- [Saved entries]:
//! Sliding-window admission control for outbound calls.
//!
//! A [`RateLimiter`] counts the calls made for a key during the trailing
//! window and refuses new calls once the quota is used up. Timestamps are
//! pruned lazily on every check, so there is no background task.
//!
//! [`RateLimiters`] holds the two standing limiters used by the request
//! pipeline: one for general API traffic and a stricter one for
//! authentication endpoints.
//!
//! # Example
//!
//! ```rust
//! use std::time::Duration;
//! use shop_api_client::clients::{RateLimitConfig, RateLimiter};
//!
//! let limiter = RateLimiter::new(RateLimitConfig::new(2, Duration::from_secs(60)));
//!
//! assert!(limiter.is_allowed("user-1"));
//! assert!(limiter.is_allowed("user-1"));
//! assert!(!limiter.is_allowed("user-1"));
//!
//! // Other identities have their own bucket
//! assert!(limiter.is_allowed("user-2"));
//! ```

use std::collections::{HashMap, VecDeque};
use std::sync::{Arc, Mutex, MutexGuard};
use std::time::Duration;

use tokio::time::Instant;

use crate::clients::OperationKind;

/// Window and quota of one rate-limited traffic class.
#[derive(Clone, Copy, Debug, PartialEq, Eq)]
pub struct RateLimitConfig {
    max_requests: u32,
    window: Duration,
}

impl RateLimitConfig {
    /// Creates a limit of `max_requests` per `window`.
    #[must_use]
    pub const fn new(max_requests: u32, window: Duration) -> Self {
        Self {
            max_requests,
            window,
        }
    }

    /// Default limit for general API traffic: 100 requests per minute.
    #[must_use]
    pub const fn general() -> Self {
        Self::new(100, Duration::from_millis(60_000))
    }

    /// Default limit for authentication traffic: 5 requests per 5 minutes.
    #[must_use]
    pub const fn auth() -> Self {
        Self::new(5, Duration::from_millis(300_000))
    }

    /// Returns the quota per window.
    #[must_use]
    pub const fn max_requests(&self) -> u32 {
        self.max_requests
    }

    /// Returns the window length.
    #[must_use]
    pub const fn window(&self) -> Duration {
        self.window
    }

    pub(crate) fn is_valid(&self) -> bool {
        self.max_requests > 0 && !self.window.is_zero()
    }
}

type Bucket = Arc<Mutex<VecDeque<Instant>>>;

/// Sliding-window rate limiter keyed by caller identity.
///
/// Each key owns a mutex-guarded sequence of admission instants. The outer
/// map lock is only held long enough to look up or insert a bucket, so
/// checks for different keys do not contend on each other.
///
/// Once per window the lookup also sweeps out buckets whose newest call has
/// left the window, so the map only tracks keys seen recently.
///
/// Instants come from [`tokio::time::Instant`], which makes the limiter
/// follow paused and advanced time in tests.
#[derive(Debug)]
pub struct RateLimiter {
    config: RateLimitConfig,
    buckets: Mutex<Buckets>,
}

#[derive(Debug)]
struct Buckets {
    map: HashMap<String, Bucket>,
    swept_at: Instant,
}

// Verify RateLimiter is Send + Sync at compile time
const _: fn() = || {
    const fn assert_send_sync<T: Send + Sync>() {}
    assert_send_sync::<RateLimiter>();
};

impl RateLimiter {
    /// Creates a limiter with the given window and quota.
    #[must_use]
    pub fn new(config: RateLimitConfig) -> Self {
        Self {
            config,
            buckets: Mutex::new(Buckets {
                map: HashMap::new(),
                swept_at: Instant::now(),
            }),
        }
    }

    /// Returns the limiter's configuration.
    #[must_use]
    pub const fn config(&self) -> RateLimitConfig {
        self.config
    }

    /// Checks whether a call for `key` may proceed, and records it if so.
    ///
    /// Admission is binary: a rejected call leaves no trace in the window.
    pub fn is_allowed(&self, key: &str) -> bool {
        let bucket = self.bucket(key);
        let mut timestamps = lock(&bucket);
        let now = Instant::now();
        self.prune(&mut timestamps, now);

        if timestamps.len() >= self.max_len() {
            tracing::debug!(key, limit = self.config.max_requests, "Rate limit reached");
            return false;
        }

        timestamps.push_back(now);
        true
    }

    /// Returns how many calls `key` may still make in the current window.
    ///
    /// This does not record a call or mutate the stored window.
    #[must_use]
    pub fn remaining(&self, key: &str) -> u32 {
        let Some(bucket) = self.existing_bucket(key) else {
            return self.config.max_requests;
        };
        let timestamps = lock(&bucket);
        let valid = self.count_valid(&timestamps, Instant::now());
        let valid = u32::try_from(valid).unwrap_or(u32::MAX);
        self.config.max_requests.saturating_sub(valid)
    }

    /// Returns how long `key` must wait before a call would be admitted.
    ///
    /// Returns `None` when a call would be admitted right now.
    #[must_use]
    pub fn retry_after(&self, key: &str) -> Option<Duration> {
        let bucket = self.existing_bucket(key)?;
        let timestamps = lock(&bucket);
        let now = Instant::now();
        let valid = self.count_valid(&timestamps, now);
        if valid < self.max_len() {
            return None;
        }

        // The call that frees a slot is the oldest one still inside the window
        let freeing = timestamps.get(timestamps.len() - valid)?;
        Some((*freeing + self.config.window).saturating_duration_since(now))
    }

    /// Forgets all recorded calls for `key`.
    pub fn reset(&self, key: &str) {
        lock(&self.buckets).map.remove(key);
    }

    /// Returns how many keys currently hold a bucket.
    #[must_use]
    pub fn tracked_keys(&self) -> usize {
        lock(&self.buckets).map.len()
    }

    fn bucket(&self, key: &str) -> Bucket {
        let mut buckets = lock(&self.buckets);
        let now = Instant::now();
        if now.saturating_duration_since(buckets.swept_at) >= self.config.window {
            self.sweep(&mut buckets.map, now);
            buckets.swept_at = now;
        }
        Arc::clone(buckets.map.entry(key.to_string()).or_default())
    }

    fn existing_bucket(&self, key: &str) -> Option<Bucket> {
        lock(&self.buckets).map.get(key).cloned()
    }

    /// Drops buckets with no call left in the window.
    ///
    /// A bucket another caller still holds is kept, so a concurrent check
    /// never records into a bucket that is no longer in the map.
    fn sweep(&self, map: &mut HashMap<String, Bucket>, now: Instant) {
        let before = map.len();
        map.retain(|_, bucket| {
            Arc::strong_count(bucket) > 1
                || lock(bucket)
                    .back()
                    .is_some_and(|&at| !self.is_expired(at, now))
        });
        let evicted = before - map.len();
        if evicted > 0 {
            tracing::debug!(evicted, tracked = map.len(), "Swept idle rate limit buckets");
        }
    }

    fn max_len(&self) -> usize {
        usize::try_from(self.config.max_requests).unwrap_or(usize::MAX)
    }

    fn is_expired(&self, at: Instant, now: Instant) -> bool {
        now.saturating_duration_since(at) > self.config.window
    }

    fn prune(&self, timestamps: &mut VecDeque<Instant>, now: Instant) {
        while timestamps
            .front()
            .is_some_and(|&at| self.is_expired(at, now))
        {
            timestamps.pop_front();
        }
    }

    fn count_valid(&self, timestamps: &VecDeque<Instant>, now: Instant) -> usize {
        timestamps
            .iter()
            .filter(|&&at| !self.is_expired(at, now))
            .count()
    }
}

/// The standing pair of limiters consulted by the request pipeline.
#[derive(Debug)]
pub struct RateLimiters {
    general: RateLimiter,
    auth: RateLimiter,
}

impl RateLimiters {
    /// Creates the pair from explicit limits.
    #[must_use]
    pub fn new(general: RateLimitConfig, auth: RateLimitConfig) -> Self {
        Self {
            general: RateLimiter::new(general),
            auth: RateLimiter::new(auth),
        }
    }

    /// Returns the limiter for general API traffic.
    #[must_use]
    pub const fn general(&self) -> &RateLimiter {
        &self.general
    }

    /// Returns the limiter for authentication traffic.
    #[must_use]
    pub const fn auth(&self) -> &RateLimiter {
        &self.auth
    }

    /// Returns the limiter guarding operations of `kind`.
    #[must_use]
    pub const fn for_kind(&self, kind: OperationKind) -> &RateLimiter {
        match kind {
            OperationKind::General => &self.general,
            OperationKind::Auth => &self.auth,
        }
    }
}

impl Default for RateLimiters {
    fn default() -> Self {
        Self::new(RateLimitConfig::general(), RateLimitConfig::auth())
    }
}

// A poisoned lock only means another caller panicked mid-check; the deque is
// still structurally valid.
fn lock<T>(mutex: &Mutex<T>) -> MutexGuard<'_, T> {
    mutex
        .lock()
        .unwrap_or_else(std::sync::PoisonError::into_inner)
}
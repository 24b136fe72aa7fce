//! # Shop API Client
//!
//! The resilient, authenticated API client layer of the shop mobile app.
//! It sits between UI code and the GraphQL backend and owns everything that
//! happens to a call on the way out and back.
//!
//! ## Overview
//!
//! This crate provides:
//! - Type-safe configuration via [`ClientConfig`] and [`ClientConfigBuilder`]
//! - Secure credential storage via [`auth::CredentialStore`], backed by the
//!   OS keychain with a private-file fallback
//! - Sliding-window rate limiting per caller, with a stricter bucket for
//!   authentication traffic
//! - Automatic `Authorization`, `X-App-Version`, `X-Platform` and
//!   `X-Request-ID` headers
//! - Failure classification into auth, network, validation and unknown
//!   errors, with backoff retries for network failures only
//! - Credential invalidation and a [`auth::SessionEvent::Expired`]
//!   notification when the backend rejects the session
//!
//! ## Quick Start
//!
//! ```rust
//! use shop_api_client::{AppVersion, ClientConfig, Endpoint};
//!
//! let config = ClientConfig::builder()
//!     .endpoint(Endpoint::new("https://api.example.com/graphql").unwrap())
//!     .app_version(AppVersion::new("2.4.0").unwrap())
//!     .build()
//!     .unwrap();
//!
//! assert_eq!(config.platform(), "mobile");
//! ```
//!
//! ## Making Requests
//!
//! ```rust,ignore
//! use shop_api_client::GraphqlClient;
//! use shop_api_client::clients::Operation;
//!
//! let client = GraphqlClient::connect(config).await?;
//!
//! let op = Operation::builder("GetCart", "query GetCart { cart { id total } }").build()?;
//! let data = client.execute(&op).await?;
//! ```
//!
//! ## Sessions
//!
//! ```rust,ignore
//! use shop_api_client::auth::{login, logout, LoginCredentials, SessionEvent};
//!
//! let mut events = client.subscribe();
//! login(&client, SIGN_IN_MUTATION, &LoginCredentials::new("a@b.c", "secret")).await?;
//!
//! // Elsewhere: route to sign-in when the backend rejects the session
//! if let Ok(SessionEvent::Expired { .. }) = events.recv().await {
//!     show_sign_in();
//! }
//!
//! logout(&client).await;
//! ```
//!
//! ## Design Principles
//!
//! - **No global state**: Configuration is instance-based and passed explicitly
//! - **Fail-fast validation**: Newtypes and builders validate on construction
//! - **Thread-safe**: All types are `Send + Sync`
//! - **Async-first**: Designed for use with Tokio async runtime
//! - **Cancellable**: Dropping a call's future stops it at the next await

pub mod auth;
pub mod clients;
pub mod config;
pub mod error;

// Re-export public types at crate root for convenience
pub use config::{AppVersion, ClientConfig, ClientConfigBuilder, Endpoint};
pub use error::ConfigError;

// Re-export client types
pub use clients::{ClientError, GraphqlClient, Operation, OperationKind};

- [DIRECTIONS]: What is needed is an exact copy of the lines above, from the one containing "newest call has" through the one containing "pub const fn config(&self)", with nothing added.

- [EXERCISE RESPONSE]:
/// Once per window the lookup also sweeps out buckets whose newest call has
/// left the window, so the map only tracks keys seen recently.
///
/// Instants come from [`tokio::time::Instant`], which makes the limiter
/// follow paused and advanced time in tests.
#[derive(Debug)]
pub struct RateLimiter {
    config: RateLimitConfig,
    buckets: Mutex<Buckets>,
}

#[derive(Debug)]
struct Buckets {
    map: HashMap<String, Bucket>,
    swept_at: Instant,
}

// Verify RateLimiter is Send + Sync at compile time
const _: fn() = || {
    const fn assert_send_sync<T: Send + Sync>() {}
    assert_send_sync::<RateLimiter>();
};

impl RateLimiter {
    /// Creates a limiter with the given window and quota.
    #[must_use]
    pub fn new(config: RateLimitConfig) -> Self {
        Self {
            config,
            buckets: Mutex::new(Buckets {
                map: HashMap::new(),
                swept_at: Instant::now(),
            }),
        }
    }

    /// Returns the limiter's configuration.
    #[must_use]
    pub const fn config(&self) -> RateLimitConfig {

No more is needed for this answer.